Records supplied below:

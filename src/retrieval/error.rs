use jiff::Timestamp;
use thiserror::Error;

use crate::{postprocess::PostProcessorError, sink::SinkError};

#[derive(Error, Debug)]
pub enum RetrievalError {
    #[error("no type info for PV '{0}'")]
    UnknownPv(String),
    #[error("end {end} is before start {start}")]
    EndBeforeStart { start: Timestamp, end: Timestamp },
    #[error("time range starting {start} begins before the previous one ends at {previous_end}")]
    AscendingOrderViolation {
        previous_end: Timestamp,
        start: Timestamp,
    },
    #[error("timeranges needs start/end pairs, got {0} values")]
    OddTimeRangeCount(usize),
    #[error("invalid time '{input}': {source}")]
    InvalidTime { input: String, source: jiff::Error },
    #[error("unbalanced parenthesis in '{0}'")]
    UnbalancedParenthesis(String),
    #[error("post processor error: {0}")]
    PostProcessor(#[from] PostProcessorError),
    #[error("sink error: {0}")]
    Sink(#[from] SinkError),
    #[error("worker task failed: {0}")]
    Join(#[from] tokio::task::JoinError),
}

End of Records supplied.

**Brief**
Copy, from the data above, every line where the word "start" appears.

**Answer to this problem**
    #[error("end {end} is before start {start}")]
    EndBeforeStart { start: Timestamp, end: Timestamp },
    #[error("time range starting {start} begins before the previous one ends at {previous_end}")]
        start: Timestamp,
    #[error("timeranges needs start/end pairs, got {0} values")]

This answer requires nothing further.